A mine, outside of Victor, Colorado, went “nighty-night” in 1961. Loved this photo of it, and the sunset over the Sangre De Christo mountains. Photo by Dan Oelrich
The whisper started in the east “Gold in California—ounces in every pan!” Young men and old men alike, saddle-maker’s apprentices, and adventure seekers, read it by lamplight and felt the walls of life shrink. Deep debts, damp winters, none of it mattered once the word west lodged in their chest like a bullet. Gold.... Was the drawBy springtime, the harbors crawled with dreamers. Many sold their personal items for passage on a clipper rounding Cape Horn. Six months of gales and scurvy left them gaunt, but when the ship raised the pine-dark coast, they laughed aloud for the first time in years. Sutter’s Fort was chaos: canvas tents, Chinese cooks, Kanaka sailors, Mormon battalion deserters—all swinging picks under a merciless sun.

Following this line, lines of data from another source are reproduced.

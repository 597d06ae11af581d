//! Settings baked in from bridge.toml by the build script

use pocketlink_core::config::{BridgeConfig, TimingConfig};
use pocketlink_hal::serial::{DataBits, Parity, SerialConfig, StopBits};

include!(concat!(env!("OUT_DIR"), "/bridge_config.rs"));
//! Tape tone codec
//!
//! The pocket computer's cassette interface uses two tones with a fixed 2 ms
//! bit period: a `1` is eight cycles at 4 kHz, a `0` is four cycles at
//! 2 kHz. A byte is sent as its high nibble then its low nibble, each framed
//! as one start bit `0`, four data bits LSB first, and two stop bits `1`.
//!
//! Writes go out on XIN, reads are decoded from XOUT half-periods.

use pocketlink_hal::Clock;
use pocketlink_protocol::{ErrorKind, Status};

use super::DeviceLink;
use crate::traits::{InputLine, OutputLine, SharpBus};

pub const BIT_PERIOD_US: u32 = 2_000;
pub const ONE_HALF_PERIOD_US: u32 = 125;
pub const ZERO_HALF_PERIOD_US: u32 = 250;

/// Ones sent before the first byte so the computer can lock on
pub const LEADER_BITS: u16 = 2_500;

/// Ones sent after the last byte
const TRAILER_BITS: u8 = 2;

const ONE_HALVES: u32 = BIT_PERIOD_US / ONE_HALF_PERIOD_US;
const ZERO_HALVES: u32 = BIT_PERIOD_US / ZERO_HALF_PERIOD_US;

// Classification bounds for a measured half-period
const SHORT_LIMIT_US: u64 = 187;
const LONG_LIMIT_US: u64 = 400;

/// Half-periods skipped while hunting for a start bit before giving up
const SYNC_LIMIT_HALVES: u32 = LEADER_BITS as u32 * ONE_HALVES * 4;

/// Reader position on XOUT
#[derive(Debug, Clone, Copy)]
pub(super) struct TapeState {
    level: bool,
    last_edge_us: u64,
    bytes: u32,
}

impl TapeState {
    pub(super) const fn new() -> Self {
        Self {
            level: false,
            last_edge_us: 0,
            bytes: 0,
        }
    }
}

#[derive(Debug, Clone, Copy, PartialEq, Eq)]
enum Half {
    Short,
    Long,
    Gap,
}

fn classify(width_us: u64) -> Half {
    if width_us < SHORT_LIMIT_US {
        Half::Short
    } else if width_us <= LONG_LIMIT_US {
        Half::Long
    } else {
        Half::Gap
    }
}

/// Silence inside a byte means the recording was cut
fn silence_is_sync(kind: ErrorKind) -> ErrorKind {
    match kind {
        ErrorKind::Timeout => ErrorKind::SyncError,
        other => other,
    }
}

impl<B: SharpBus, C: Clock> DeviceLink<B, C> {
    /// Send the leader tone
    pub fn begin_tape_write(&mut self) {
        for _ in 0..LEADER_BITS {
            self.write_tape_bit(true);
        }
    }

    pub fn write_tape_byte(&mut self, value: u8) {
        self.write_tape_nibble(value >> 4);
        self.write_tape_nibble(value & 0x0F);
    }

    /// Send the trailer and release XIN
    pub fn end_tape_write(&mut self) {
        for _ in 0..TRAILER_BITS {
            self.write_tape_bit(true);
        }
        self.bus.drive(OutputLine::Xin, false);
    }

    /// Wait for the first tone edge on XOUT
    ///
    /// `cancelled` is polled on every step and ends the wait with
    /// `Cancelled`.
    pub fn begin_tape_read<F>(&mut self, timeout_ms: u32, mut cancelled: F) -> Status<()>
    where
        F: FnMut() -> bool,
    {
        let start = self.clock.now_us();
        let level = self.bus.sample(InputLine::Xout);
        let limit_us = u64::from(timeout_ms) * 1000;
        loop {
            if self.bus.sample(InputLine::Xout) != level {
                self.tape = TapeState {
                    level: !level,
                    last_edge_us: self.clock.now_us(),
                    bytes: 0,
                };
                return Ok(());
            }
            if cancelled() {
                return Err(ErrorKind::Cancelled);
            }
            if self.clock.elapsed_us(start) >= limit_us {
                return Err(ErrorKind::Timeout);
            }
            self.clock.delay_us(self.timing.poll_interval_us);
        }
    }

    /// Decode the next byte from XOUT
    ///
    /// Silence before the first byte is `Timeout`, silence after at least
    /// one byte is `End`, and a malformed bit is `SyncError`. `cancelled`
    /// is polled between half-periods while hunting for the start bit.
    pub fn read_tape_byte<F>(&mut self, mut cancelled: F) -> Status<u8>
    where
        F: FnMut() -> bool,
    {
        match self.find_start_bit(&mut cancelled) {
            Ok(()) => {}
            Err(ErrorKind::Timeout) if self.tape.bytes > 0 => return Err(ErrorKind::End),
            Err(kind) => return Err(kind),
        }
        let high = self.read_tape_nibble()?;
        self.find_start_bit(&mut || false).map_err(silence_is_sync)?;
        let low = self.read_tape_nibble()?;

        self.tape.bytes = self.tape.bytes.saturating_add(1);
        Ok((high << 4) | low)
    }

    fn write_tape_nibble(&mut self, nibble: u8) {
        self.write_tape_bit(false);
        for i in 0..4 {
            self.write_tape_bit(nibble & (1 << i) != 0);
        }
        self.write_tape_bit(true);
        self.write_tape_bit(true);
    }

    fn write_tape_bit(&mut self, bit: bool) {
        let (half_us, halves) = if bit {
            (ONE_HALF_PERIOD_US, ONE_HALVES)
        } else {
            (ZERO_HALF_PERIOD_US, ZERO_HALVES)
        };
        for i in 0..halves {
            self.bus.drive(OutputLine::Xin, i % 2 == 0);
            self.clock.delay_us(half_us);
        }
    }

    /// Data and stop bits of one nibble, after its start bit
    fn read_tape_nibble(&mut self) -> Status<u8> {
        let mut nibble = 0u8;
        for i in 0..4 {
            if self.read_tape_bit()? {
                nibble |= 1 << i;
            }
        }
        for _ in 0..2 {
            if !self.read_tape_bit()? {
                return Err(ErrorKind::SyncError);
            }
        }
        Ok(nibble)
    }

    fn read_tape_bit(&mut self) -> Status<bool> {
        let (kind, halves) = match self.read_half().map_err(silence_is_sync)? {
            Half::Short => (Half::Short, ONE_HALVES),
            Half::Long => (Half::Long, ZERO_HALVES),
            Half::Gap => return Err(ErrorKind::SyncError),
        };
        for _ in 1..halves {
            if self.read_half().map_err(silence_is_sync)? != kind {
                return Err(ErrorKind::SyncError);
            }
        }
        Ok(kind == Half::Short)
    }

    /// Skip ones and gaps, then consume a whole start bit
    fn find_start_bit(&mut self, cancelled: &mut dyn FnMut() -> bool) -> Status<()> {
        let mut skipped = 0u32;
        loop {
            if cancelled() {
                return Err(ErrorKind::Cancelled);
            }
            if self.read_half()? == Half::Long {
                break;
            }
            skipped += 1;
            if skipped >= SYNC_LIMIT_HALVES {
                return Err(ErrorKind::Timeout);
            }
        }
        for _ in 1..ZERO_HALVES {
            if self.read_half().map_err(silence_is_sync)? != Half::Long {
                return Err(ErrorKind::SyncError);
            }
        }
        Ok(())
    }

    /// Width of the next XOUT half-period, or `Timeout` on silence
    fn read_half(&mut self) -> Status<Half> {
        let silence_us = u64::from(self.timing.tape_silence_ms) * 1000;
        loop {
            let level = self.bus.sample(InputLine::Xout);
            let now = self.clock.now_us();
            let width = now.saturating_sub(self.tape.last_edge_us);
            if level != self.tape.level {
                self.tape.level = level;
                self.tape.last_edge_us = now;
                return Ok(classify(width));
            }
            if width >= silence_us {
                return Err(ErrorKind::Timeout);
            }
            self.clock.delay_us(self.timing.poll_interval_us);
        }
    }
}
//! This module contains the definitions for the CLI arguments and config file structure for the sake of readability.

use cfg_if::cfg_if;

pub mod ipamd;

// Used to trick the build process into including a CLI argument based on a feature flag
cfg_if! {
    if #[cfg(feature = "profiler")] {
        #[derive(Debug, clap::Args)]
        pub struct ProfilerArgs {
            /// Expose the puffin HTTP server on this endpoint
            #[clap(long)]
            pub puffin_endpoint: Option<std::net::SocketAddr>,
        }
    } else {
        #[derive(Debug, clap::Args)]
        pub struct ProfilerArgs;
    }
}
use cfg_if::cfg_if;

use crate::args::ProfilerArgs;

cfg_if! {
    if #[cfg(feature = "profiler")] {
        pub fn start_puffin_server(args: &ProfilerArgs) -> Option<puffin_http::Server> {
            let endpoint = args.puffin_endpoint?;
            log::info!("Starting puffin server on {}", endpoint);
            puffin::set_scopes_on(true);
            match puffin_http::Server::new(&endpoint.to_string()) {
                Ok(server) => Some(server),
                Err(error) => {
                    log::error!("Failed to start puffin server: {}", error);
                    None
                }
            }
        }
    } else {
        pub fn start_puffin_server(_args: &ProfilerArgs) {}
    }
}
use std::{
    net::Ipv4Addr,
    sync::{Mutex, MutexGuard, PoisonError},
};

use crate::{
    error::{Error, Result},
    AddressPool, PoolId, PoolIdGenerator, Scope,
};

/// A snapshot of a pool handed out by the registry
#[derive(Debug, Clone, PartialEq, Eq)]
pub struct PoolLease {
    pub id: PoolId,
    /// The block as configured
    pub cidr: String,
    pub scope: Scope,
    pub gateway: Ipv4Addr,
}

impl PoolLease {
    fn of(pool: &AddressPool, scope: Scope) -> Self {
        Self {
            id: pool.id().clone(),
            cidr: pool.cidr().to_string(),
            scope,
            gateway: pool.gateway(),
        }
    }
}

/// Pools of both scopes, in configuration order
#[derive(Debug, Default)]
struct Pools {
    global: Vec<AddressPool>,
    local: Vec<AddressPool>,
}

impl Pools {
    fn scope(&self, scope: Scope) -> &[AddressPool] {
        match scope {
            Scope::Global => &self.global,
            Scope::Local => &self.local,
        }
    }

    fn scope_mut(&mut self, scope: Scope) -> &mut [AddressPool] {
        match scope {
            Scope::Global => &mut self.global,
            Scope::Local => &mut self.local,
        }
    }

    /// Search global pools first, then local ones
    fn by_id_mut(&mut self, id: &str) -> Result<(&mut AddressPool, Scope)> {
        let Self { global, local } = self;
        global
            .iter_mut()
            .map(|pool| (pool, Scope::Global))
            .chain(local.iter_mut().map(|pool| (pool, Scope::Local)))
            .find(|(pool, _)| pool.id() == id)
            .ok_or_else(|| Error::PoolNotFound(id.to_string()))
    }
}

/// The global and local pool collections.
///
/// Membership is fixed at construction. Every operation holds the registry lock for its whole
/// lookup-and-mutate sequence, so two callers can never claim the same pool or address.
#[derive(Debug)]
pub struct PoolRegistry {
    pools: Mutex<Pools>,
}

impl PoolRegistry {
    /// Build every pool from its CIDR block, generating a fresh identifier for each
    pub fn new<S: AsRef<str>>(global: &[S], local: &[S]) -> Result<Self> {
        Self::with_generator(global, local, &mut PoolIdGenerator::new())
    }

    /// Build every pool, drawing identifiers from `generator`
    pub fn with_generator<S: AsRef<str>>(
        global: &[S],
        local: &[S],
        generator: &mut PoolIdGenerator,
    ) -> Result<Self> {
        let mut build = |cidrs: &[S]| -> Result<Vec<AddressPool>> {
            cidrs
                .iter()
                .map(|cidr| AddressPool::new(cidr.as_ref(), generator.generate()))
                .collect()
        };
        let global = build(global)?;
        let local = build(local)?;

        Ok(Self {
            pools: Mutex::new(Pools { global, local }),
        })
    }

    /// Acquire the registry lock. A panic while holding it cannot leave a pool half-updated,
    /// so poisoning is ignored.
    fn lock(&self) -> MutexGuard<'_, Pools> {
        self.pools.lock().unwrap_or_else(PoisonError::into_inner)
    }

    /// Claim the first free pool of a scope, in configuration order
    #[profiling::function]
    pub fn find_free_pool(&self, scope: Scope) -> Result<PoolLease> {
        let mut pools = self.lock();
        let pool = pools
            .scope_mut(scope)
            .iter_mut()
            .find(|pool| !pool.is_taken())
            .ok_or(Error::PoolExhausted(scope))?;
        pool.set_taken(true);
        log::debug!("Claimed free {} pool {} ({})", scope, pool.id(), pool.cidr());
        Ok(PoolLease::of(pool, scope))
    }

    /// Claim the pool of a scope configured with exactly `cidr`.
    ///
    /// The claim succeeds even if the pool is already taken.
    #[profiling::function]
    pub fn find_pool_by_value(&self, scope: Scope, cidr: &str) -> Result<PoolLease> {
        let mut pools = self.lock();
        let pool = pools
            .scope_mut(scope)
            .iter_mut()
            .find(|pool| pool.cidr() == cidr)
            .ok_or_else(|| Error::PoolNotFound(cidr.to_string()))?;
        if pool.is_taken() {
            log::warn!("Pool {} ({}) was requested again while taken", pool.id(), cidr);
        }
        pool.set_taken(true);
        log::debug!("Claimed {} pool {} ({})", scope, pool.id(), cidr);
        Ok(PoolLease::of(pool, scope))
    }

    /// Look up a pool of either scope by its identifier without claiming it
    pub fn find_pool_by_id(&self, id: &str) -> Result<PoolLease> {
        let mut pools = self.lock();
        let (pool, scope) = pools.by_id_mut(id)?;
        Ok(PoolLease::of(pool, scope))
    }

    /// Mark a pool free again. Returns `false` if no pool has this identifier.
    pub fn release_pool(&self, id: &str) -> bool {
        let mut pools = self.lock();
        match pools.by_id_mut(id) {
            Ok((pool, scope)) => {
                pool.set_taken(false);
                log::debug!("Released {} pool {} ({})", scope, id, pool.cidr());
                true
            }
            Err(_) => false,
        }
    }

    /// Issue the next available address of a pool
    #[profiling::function]
    pub fn take_address(&self, id: &str) -> Result<Ipv4Addr> {
        self.lock().by_id_mut(id)?.0.take_address()
    }

    /// Return an issued address to its pool
    #[profiling::function]
    pub fn release_address(&self, id: &str, addr: Ipv4Addr) -> Result<()> {
        self.lock().by_id_mut(id)?.0.release_address(addr)
    }

    /// Remember an explicitly requested address. Returns `false` if no pool has this identifier.
    pub fn record_external_address(&self, id: &str, addr: Ipv4Addr) -> bool {
        match self.lock().by_id_mut(id) {
            Ok((pool, _)) => {
                pool.record_external(addr);
                true
            }
            Err(_) => false,
        }
    }

    /// Run `f` against a pool while holding the registry lock
    pub fn with_pool<R>(&self, id: &str, f: impl FnOnce(&AddressPool) -> R) -> Result<R> {
        let mut pools = self.lock();
        let (pool, _) = pools.by_id_mut(id)?;
        Ok(f(pool))
    }

    #[must_use]
    pub fn pool_count(&self, scope: Scope) -> usize {
        self.lock().scope(scope).len()
    }

    #[must_use]
    pub fn taken_count(&self, scope: Scope) -> usize {
        ScopeUsage::of(self.lock().scope(scope)).taken
    }

    /// Total number of addresses still available across a scope
    #[must_use]
    pub fn available_count(&self, scope: Scope) -> usize {
        ScopeUsage::of(self.lock().scope(scope)).available
    }

    /// Occupancy of both scopes, read under a single lock
    #[must_use]
    pub fn usage(&self) -> Usage {
        let pools = self.lock();
        Usage {
            global: ScopeUsage::of(pools.scope(Scope::Global)),
            local: ScopeUsage::of(pools.scope(Scope::Local)),
        }
    }
}

/// Occupancy of the pools of one scope
#[derive(Debug, Clone, Copy, Default, PartialEq, Eq)]
pub struct ScopeUsage {
    pub pools: usize,
    pub taken: usize,
    /// Addresses that can still be issued across every pool of the scope
    pub available: usize,
}

impl ScopeUsage {
    fn of(pools: &[AddressPool]) -> Self {
        Self {
            pools: pools.len(),
            taken: pools.iter().filter(|pool| pool.is_taken()).count(),
            available: pools.iter().map(|pool| pool.available().len()).sum(),
        }
    }
}

/// A consistent snapshot of registry occupancy
#[derive(Debug, Clone, Copy, Default, PartialEq, Eq)]
pub struct Usage {
    pub global: ScopeUsage,
    pub local: ScopeUsage,
}

impl Usage {
    #[must_use]
    pub fn scope(&self, scope: Scope) -> ScopeUsage {
        match scope {
            Scope::Global => self.global,
            Scope::Local => self.local,
        }
    }
}

#[cfg(test)]
mod tests {
    use std::{collections::HashSet, sync::Arc, thread};

    use super::*;

    fn registry() -> PoolRegistry {
        PoolRegistry::new(
            &["10.0.0.0/24", "10.0.1.0/24"],
            &["192.168.0.0/24", "192.168.1.0/28"],
        )
        .unwrap()
    }

    #[test]
    fn test_construction() {
        let registry = registry();
        assert_eq!(registry.pool_count(Scope::Global), 2);
        assert_eq!(registry.pool_count(Scope::Local), 2);
        assert_eq!(registry.taken_count(Scope::Global), 0);
        assert_eq!(registry.available_count(Scope::Global), 506);
        assert_eq!(registry.available_count(Scope::Local), 253 + 13);
    }

    #[test]
    fn test_usage_snapshot() {
        let registry = registry();
        let lease = registry.find_free_pool(Scope::Local).unwrap();
        registry.take_address(lease.id.as_str()).unwrap();

        let usage = registry.usage();
        assert_eq!(
            usage.scope(Scope::Global),
            ScopeUsage {
                pools: 2,
                taken: 0,
                available: 506
            }
        );
        assert_eq!(
            usage.local,
            ScopeUsage {
                pools: 2,
                taken: 1,
                available: 252 + 13
            }
        );
        assert_eq!(usage.local.taken, registry.taken_count(Scope::Local));
        assert_eq!(usage.local.available, registry.available_count(Scope::Local));
    }

    #[test]
    fn test_padded_cidr_is_found_by_value() {
        let registry = PoolRegistry::new(&[" 10.0.0.0/24 "], &[] as &[&str]).unwrap();
        let lease = registry
            .find_pool_by_value(Scope::Global, "10.0.0.0/24")
            .unwrap();
        assert_eq!(lease.cidr, "10.0.0.0/24");
    }

    #[test]
    fn test_invalid_pool_aborts_construction() {
        let result = PoolRegistry::new(&["10.0.0.0/24"], &["192.168.0.0"]);
        assert!(matches!(result, Err(Error::InvalidPoolConfiguration(_))));
    }

    #[test]
    fn test_free_pools_in_order_then_exhausted() {
        let registry = registry();
        assert_eq!(
            registry.find_free_pool(Scope::Global).unwrap().cidr,
            "10.0.0.0/24"
        );
        assert_eq!(
            registry.find_free_pool(Scope::Global).unwrap().cidr,
            "10.0.1.0/24"
        );
        assert_eq!(
            registry.find_free_pool(Scope::Global),
            Err(Error::PoolExhausted(Scope::Global))
        );

        // Global exhaustion never spills into the local scope
        assert_eq!(registry.taken_count(Scope::Local), 0);
    }

    #[test]
    fn test_release_makes_pool_free_again() {
        let registry = registry();
        let lease = registry.find_free_pool(Scope::Local).unwrap();
        assert!(registry.release_pool(lease.id.as_str()));
        assert!(registry.release_pool(lease.id.as_str()));
        assert_eq!(registry.find_free_pool(Scope::Local).unwrap(), lease);
    }

    #[test]
    fn test_release_unknown_pool() {
        assert!(!registry().release_pool("missing"));
    }

    #[test]
    fn test_find_by_value_is_scoped() {
        let registry = registry();
        let lease = registry
            .find_pool_by_value(Scope::Local, "192.168.1.0/28")
            .unwrap();
        assert_eq!(lease.scope, Scope::Local);
        assert_eq!(lease.gateway, Ipv4Addr::new(192, 168, 1, 1));
        assert_eq!(registry.taken_count(Scope::Local), 1);

        assert_eq!(
            registry.find_pool_by_value(Scope::Global, "192.168.1.0/28"),
            Err(Error::PoolNotFound("192.168.1.0/28".to_string()))
        );
    }

    #[test]
    fn test_find_by_id_spans_scopes() {
        let registry = registry();
        let local = registry.find_free_pool(Scope::Local).unwrap();
        assert_eq!(registry.find_pool_by_id(local.id.as_str()).unwrap(), local);
        assert!(matches!(
            registry.find_pool_by_id("missing"),
            Err(Error::PoolNotFound(_))
        ));
    }

    #[test]
    fn test_address_round_trip() {
        let registry = registry();
        let lease = registry.find_free_pool(Scope::Global).unwrap();
        let id = lease.id.as_str();

        let addr = registry.take_address(id).unwrap();
        registry.release_address(id, addr).unwrap();
        assert_eq!(registry.take_address(id).unwrap(), addr);
        assert_eq!(
            registry.with_pool(id, AddressPool::issued_len).unwrap(),
            1
        );
        assert!(matches!(
            registry.take_address("missing"),
            Err(Error::PoolNotFound(_))
        ));
    }

    #[test]
    fn test_concurrent_pool_claims_are_unique() {
        let cidrs: Vec<String> = (0..64).map(|i| format!("10.{i}.0.0/24")).collect();
        let registry = Arc::new(PoolRegistry::new(cidrs.as_slice(), &[] as &[String]).unwrap());

        let handles: Vec<_> = (0..8)
            .map(|_| {
                let registry = Arc::clone(&registry);
                thread::spawn(move || {
                    let mut claimed = Vec::new();
                    while let Ok(lease) = registry.find_free_pool(Scope::Global) {
                        claimed.push(lease.id);
                    }
                    claimed
                })
            })
            .collect();

        let mut seen = HashSet::new();
        for handle in handles {
            for id in handle.join().unwrap() {
                assert!(seen.insert(id), "pool claimed twice");
            }
        }
        assert_eq!(seen.len(), 64);
    }

    #[test]
    fn test_concurrent_address_requests_are_unique() {
        let registry = Arc::new(PoolRegistry::new(&["10.0.0.0/22"], &[] as &[&str]).unwrap());
        let id = registry.find_free_pool(Scope::Global).unwrap().id;

        let handles: Vec<_> = (0..8)
            .map(|_| {
                let registry = Arc::clone(&registry);
                let id = id.clone();
                thread::spawn(move || {
                    let mut issued = Vec::new();
                    while let Ok(addr) = registry.take_address(id.as_str()) {
                        issued.push(addr);
                    }
                    issued
                })
            })
            .collect();

        let mut seen = HashSet::new();
        for handle in handles {
            for addr in handle.join().unwrap() {
                assert!(seen.insert(addr), "address issued twice");
            }
        }
        assert_eq!(seen.len(), 1021);
    }
}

Many staked a claims on the American River where the water ran cold over black sand. Days blurred into muscle ache and the ping of iron on stone. Then, one August dawn, a young man's pan flashed yellow. A single nugget, thumb-sized, heavy as sin. He whooped so loud a grizzly answered from the ridge. Word traveled faster than wagons. Farmers abandoned plows mid-furrow; clerks bolted from ledgers; a preacher traded his Bible for a cradle. They came by oxcart, by mule, by foot across the alkali flats, dying of thirst with gold dust sewn in their hems. San Francisco, once a village of adobe and whales, sprouted saloons and three-story hotels overnight. A cup of water cost a dollar; a rotten potato, five. Some never struck it rich again, but the river gave enough to buy a ranch in the foothills. Some nights they still hear the rush of water over gravel, still sees the fever in new eyes arriving on the trail. The gold drew them west, yes—but it was the promise of open sky that kept them.
Jesse James Father left his family for the call of Gold
Photo courtesy Patrick Meguair
Robert Salle James married Zerelda Cole on December 28, 1841. His children were Alexander Franklin, Robert, Jesse and Susan Lavenia. He attended Georgetown College in Georgetown, Kentucky, graduating in 1843 with honors and a Bachelor of Arts. The family soon relocated to Clay County, Missouri, where Zerelda's mother and stepfather were living, but Robert commuted back to Kentucky and eventually received a Master of Arts from Georgetown. He was considered a gifted student and a skilled orator. James was a noted revivalist. He was among the founders of William Jewell College in 1849. In April 1850, James left his family for California to visit his brother Drury Woodson James, who had already relocated to the state He also planned to prospect for gold and preach to the crowds of goldminers during the California gold rush. Shortly after arriving in California in August 1850, he contracted cholera and died on August 18, 1850, in the Hangtown Gold Camp.
Wyatt Earp from the authors collection
After leaving Arizona, Wyatt and his wife, Josephine “Sadie” Marcus Earp, had decided to head north to Alaska to follow the cash of several of the gold rushes. Though Wyatt wasn’t looking to get rich on the end of a pick and shovel. Instead, he would be “mining the miners” by setting up a saloon and gambling operation.